Najib nevertheless felt compelled to speak out. "I wish to emphasize that if the domestic affairs of a country results in instability which affects other countries in the region, they cannot be expected to remain silent," he said.
After the meeting, Malaysian Foreign Minister Anifah Aman told reporters, "I think they cannot ignore the voice of 1.6 billion Muslims," referring to the combined population of the OIC member nations.
Meanwhile, Indonesia is sending officials to Yangon on Friday to convey the government's concerns over the plight of the Rohingya.
Even so, some experts on Rakhine say the OIC has come late to a crisis that has been festering for years.

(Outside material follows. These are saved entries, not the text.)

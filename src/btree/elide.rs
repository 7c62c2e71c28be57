//! Elision overlay: branch/link marker pairs around hidden content.
//!
//! Elision of a content segment is decided by the highest-priority tag on
//! it that sets an elide attribute. Between two consecutive content
//! segments `a` and `b` the chain holds a link directly after `a` exactly
//! when `a` is elided and `b` is not, and a branch directly before `b`
//! exactly when `a` is not elided and `b` is. Every branch is paired with
//! the link that closes its run.
//!
//! [`BTree::update_elision`] re-establishes that rule over a window of
//! content after an edit. Markers removed inside the window may leave one
//! link whose branch is gone; the walk carries it as an orphan and pairs it
//! with the branch left open at the end of the window.

use super::arena::{LineId, SegId};
use super::{BTree, Invalidation, Segment, SegmentKind, TextIndex};
use crate::event::{LogLevel, emit_log};
use crate::tagset::TagSet;

#[derive(Debug, Default)]
struct ElideWalk {
    /// Branch of the run the walk is currently inside.
    open: Option<SegId>,
    /// Live link whose branch was removed or re-paired.
    orphan: Option<SegId>,
    /// Content segments that lost a neighbouring marker.
    joins: Vec<SegId>,
    first_changed: Option<LineId>,
    changed_lines: usize,
}

impl BTree {
    pub(crate) fn seg_elided(&self, seg: SegId) -> bool {
        self.tags.elided(&self.segs[seg].tags)
    }

    /// Check whether the content at `index` is elided.
    #[must_use]
    pub fn is_elided(&self, index: TextIndex) -> bool {
        let (line, byte) = self.resolve(index);
        self.locate(line, byte)
            .is_some_and(|(seg, _)| self.seg_elided(seg))
    }

    /// Every elided range as (branch position, link position), in order.
    #[must_use]
    pub fn elided_ranges(&self) -> Vec<(TextIndex, TextIndex)> {
        let mut out = Vec::new();
        let mut line = Some(self.first_line).filter(|&l| self.lines[l].num_branches > 0);
        if line.is_none() {
            line = self.next_line_where(self.first_line, |n| n.num_branches > 0, |l| l.num_branches > 0);
        }
        while let Some(id) = line {
            for seg in self.line_segs(id) {
                if let SegmentKind::Branch { link } = &self.segs[seg].kind {
                    let end = link.map_or_else(|| self.end_index(), |l| self.seg_index(l));
                    out.push((self.seg_index(seg), end));
                }
            }
            line = self.next_line_where(id, |n| n.num_branches > 0, |l| l.num_branches > 0);
        }
        out
    }

    /// Re-establish branch/link markers for every content pair from
    /// (predecessor of `first`, `first`) through (.., `last`). `orphan` is a
    /// live link whose branch an edit removed. Returns content segments that
    /// may now join with a neighbour.
    pub(crate) fn update_elision(&mut self, first: SegId, last: SegId, orphan: Option<SegId>) -> Vec<SegId> {
        let mut walk = ElideWalk {
            orphan,
            ..ElideWalk::default()
        };
        let mut prev = self.prev_content(first);
        let mut prev_elided = prev.is_some_and(|p| self.seg_elided(p));
        if let Some(p) = prev.filter(|_| prev_elided) {
            walk.open = self.find_branch_before(p);
        }

        let mut cur = first;
        let last_elided = loop {
            let elided = self.seg_elided(cur);
            self.fix_boundary(prev, cur, prev_elided, elided, &mut walk);
            if let Some(p) = prev {
                self.sync_logical(p, prev_elided, &mut walk);
            }
            if cur == last {
                self.sync_logical(cur, elided, &mut walk);
                break elided;
            }
            prev = Some(cur);
            prev_elided = elided;
            match self.next_content(cur) {
                Some(next) => cur = next,
                None => break elided,
            }
        };

        if last_elided {
            if let Some(branch) = walk.open {
                if self.link_of(branch).is_none() {
                    match walk.orphan.take() {
                        Some(link) => self.pair(branch, link, &mut walk),
                        None => emit_log(LogLevel::Warn, "btree: elided run left without a closing link"),
                    }
                }
            }
        }
        if let Some(link) = walk.orphan.take() {
            if self.segs.contains(link) && self.branch_of(link).is_none() {
                emit_log(LogLevel::Warn, "btree: dropping unpaired elision link");
                let mut none = None;
                self.note_join_neighbours(link, &mut walk.joins);
                self.remove_marker(link, &mut none);
            }
        }

        if let Some(line) = walk.first_changed {
            let number = self.line_number(line);
            self.notify(Invalidation::Elided {
                line: number,
                count: walk.changed_lines,
            });
        }
        walk.joins
    }

    fn fix_boundary(
        &mut self,
        prev: Option<SegId>,
        cur: SegId,
        prev_elided: bool,
        elided: bool,
        walk: &mut ElideWalk,
    ) {
        let link = prev
            .and_then(|p| self.global_next(p))
            .filter(|&s| self.segs[s].is_link());
        let branch = self
            .global_prev(cur)
            .filter(|&s| self.segs[s].is_branch());

        match (prev, link) {
            (Some(p), link) if prev_elided && !elided => {
                let link = link.unwrap_or_else(|| self.insert_link_after(p));
                match walk.open.take() {
                    Some(open) => self.pair(open, link, walk),
                    None => emit_log(LogLevel::Warn, "btree: elided run without a branch"),
                }
            }
            (_, Some(stale)) => {
                self.note_join_neighbours(stale, &mut walk.joins);
                self.remove_marker(stale, &mut walk.orphan);
            }
            _ => {}
        }

        if !prev_elided && elided {
            let branch = branch.unwrap_or_else(|| self.insert_branch_before(cur));
            walk.open = Some(branch);
        } else if let Some(stale) = branch {
            self.note_join_neighbours(stale, &mut walk.joins);
            self.remove_marker(stale, &mut walk.orphan);
        }
    }

    /// Keep the logical flag of the line after `seg` in step when `seg` is a
    /// newline.
    fn sync_logical(&mut self, seg: SegId, elided: bool, walk: &mut ElideWalk) {
        if !self.segs[seg].ends_line() {
            return;
        }
        let Some(next) = self.lines[self.seg_line(seg)].next else {
            return;
        };
        if self.set_logical(next, !elided) {
            walk.first_changed.get_or_insert(next);
            walk.changed_lines += 1;
        }
    }

    fn note_join_neighbours(&self, marker: SegId, joins: &mut Vec<SegId>) {
        joins.extend(self.segs[marker].prev);
    }

    /// Insert a link directly after the content segment `content`.
    fn insert_link_after(&mut self, content: SegId) -> SegId {
        let link = self
            .segs
            .alloc(Segment::new(SegmentKind::Link { branch: None }, TagSet::empty()));
        let line = self.seg_line(content);
        if self.segs[content].ends_line() {
            let next = self.next_line(line);
            self.link_segment(next, None, link);
        } else {
            self.link_segment(line, Some(content), link);
        }
        link
    }

    /// Insert a branch directly before the content segment `content`.
    fn insert_branch_before(&mut self, content: SegId) -> SegId {
        let branch = self
            .segs
            .alloc(Segment::new(SegmentKind::Branch { link: None }, TagSet::empty()));
        let line = self.seg_line(content);
        let pred = self.segs[content].prev;
        self.link_segment(line, pred, branch);
        branch
    }

    pub(crate) fn link_of(&self, branch: SegId) -> Option<SegId> {
        match &self.segs[branch].kind {
            SegmentKind::Branch { link } => *link,
            _ => None,
        }
    }

    pub(crate) fn branch_of(&self, link: SegId) -> Option<SegId> {
        match &self.segs[link].kind {
            SegmentKind::Link { branch } => *branch,
            _ => None,
        }
    }

    fn set_link_of(&mut self, branch: SegId, value: Option<SegId>) {
        if let SegmentKind::Branch { link } = &mut self.segs[branch].kind {
            *link = value;
        }
    }

    fn set_branch_of(&mut self, link: SegId, value: Option<SegId>) {
        if let SegmentKind::Link { branch } = &mut self.segs[link].kind {
            *branch = value;
        }
    }

    fn pair(&mut self, branch: SegId, link: SegId, walk: &mut ElideWalk) {
        if let Some(old) = self.link_of(branch).filter(|&old| old != link) {
            self.set_branch_of(old, None);
            if walk.orphan.is_some_and(|o| o != old) {
                emit_log(LogLevel::Debug, "btree: replacing pending elision orphan");
            }
            walk.orphan = Some(old);
        }
        if let Some(old) = self.branch_of(link).filter(|&old| old != branch) {
            self.set_link_of(old, None);
        }
        self.set_link_of(branch, Some(link));
        self.set_branch_of(link, Some(branch));
        if walk.orphan == Some(link) {
            walk.orphan = None;
        }
    }

    /// Unlink and free a branch or link, clearing its partner's pointer. A
    /// removed branch leaves its link in `orphan`.
    pub(crate) fn remove_marker(&mut self, seg: SegId, orphan: &mut Option<SegId>) {
        match self.segs[seg].kind {
            SegmentKind::Branch { link } => {
                if let Some(link) = link {
                    self.set_branch_of(link, None);
                    *orphan = Some(link);
                }
            }
            SegmentKind::Link { branch } => {
                if let Some(branch) = branch {
                    self.set_link_of(branch, None);
                }
                if *orphan == Some(seg) {
                    *orphan = None;
                }
            }
            _ => {}
        }
        self.unlink_segment(seg);
        self.segs.free(seg);
    }

    /// Nearest branch before `seg` in document order.
    fn find_branch_before(&self, seg: SegId) -> Option<SegId> {
        let mut cur = self.segs[seg].prev;
        let mut line = self.seg_line(seg);
        loop {
            while let Some(s) = cur {
                if self.segs[s].is_branch() {
                    return Some(s);
                }
                cur = self.segs[s].prev;
            }
            line = self.prev_line_where(line, |n| n.num_branches > 0, |l| l.num_branches > 0)?;
            cur = self.lines[line].last;
        }
    }

    /// Re-run the elision walk over every range carrying any of `tags`.
    pub(crate) fn rewalk_tags(&mut self, tags: &[crate::TagId]) {
        let mut joins = Vec::new();
        for &tag in tags {
            for (start, end) in self.tag_ranges(tag) {
                let (ls, bs) = self.resolve(start);
                let (le, be) = self.resolve(end);
                let first = self.locate(ls, bs).map(|(s, _)| s);
                let boundary = self.locate(le, be).map(|(s, _)| s);
                if let (Some(first), Some(boundary)) = (first, boundary) {
                    joins.extend(self.update_elision(first, boundary, None));
                }
            }
        }
        self.join_all(&joins);
    }

    pub(crate) fn join_all(&mut self, segs: &[SegId]) {
        for &seg in segs {
            if self.segs.get(seg).is_some_and(|s| s.section.is_some()) {
                self.join_chars_around(seg);
            }
        }
    }
}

"The ongoing Rakhine State crisis is not just an issue of human rights violations against a Muslim community, it is about decades of deterioration of communal relations under an authoritarian regime," said Leider. "... [T]he bitter irony for the Rohingyas today is that hundreds of thousands of Muslim migrants who identify as Rohingyas have lived in OIC member countries (most prominently in Saudi-Arabia and Bangladesh) for decades without ever enjoying much OIC support, with little Muslim solidarity and being rarely offered a track to apply for citizenship despite living there for generations."
Nikkei staff writer Thurein Hla Htway in Yangon and Gwen Robinson, NAR chief editor, contributed to this article.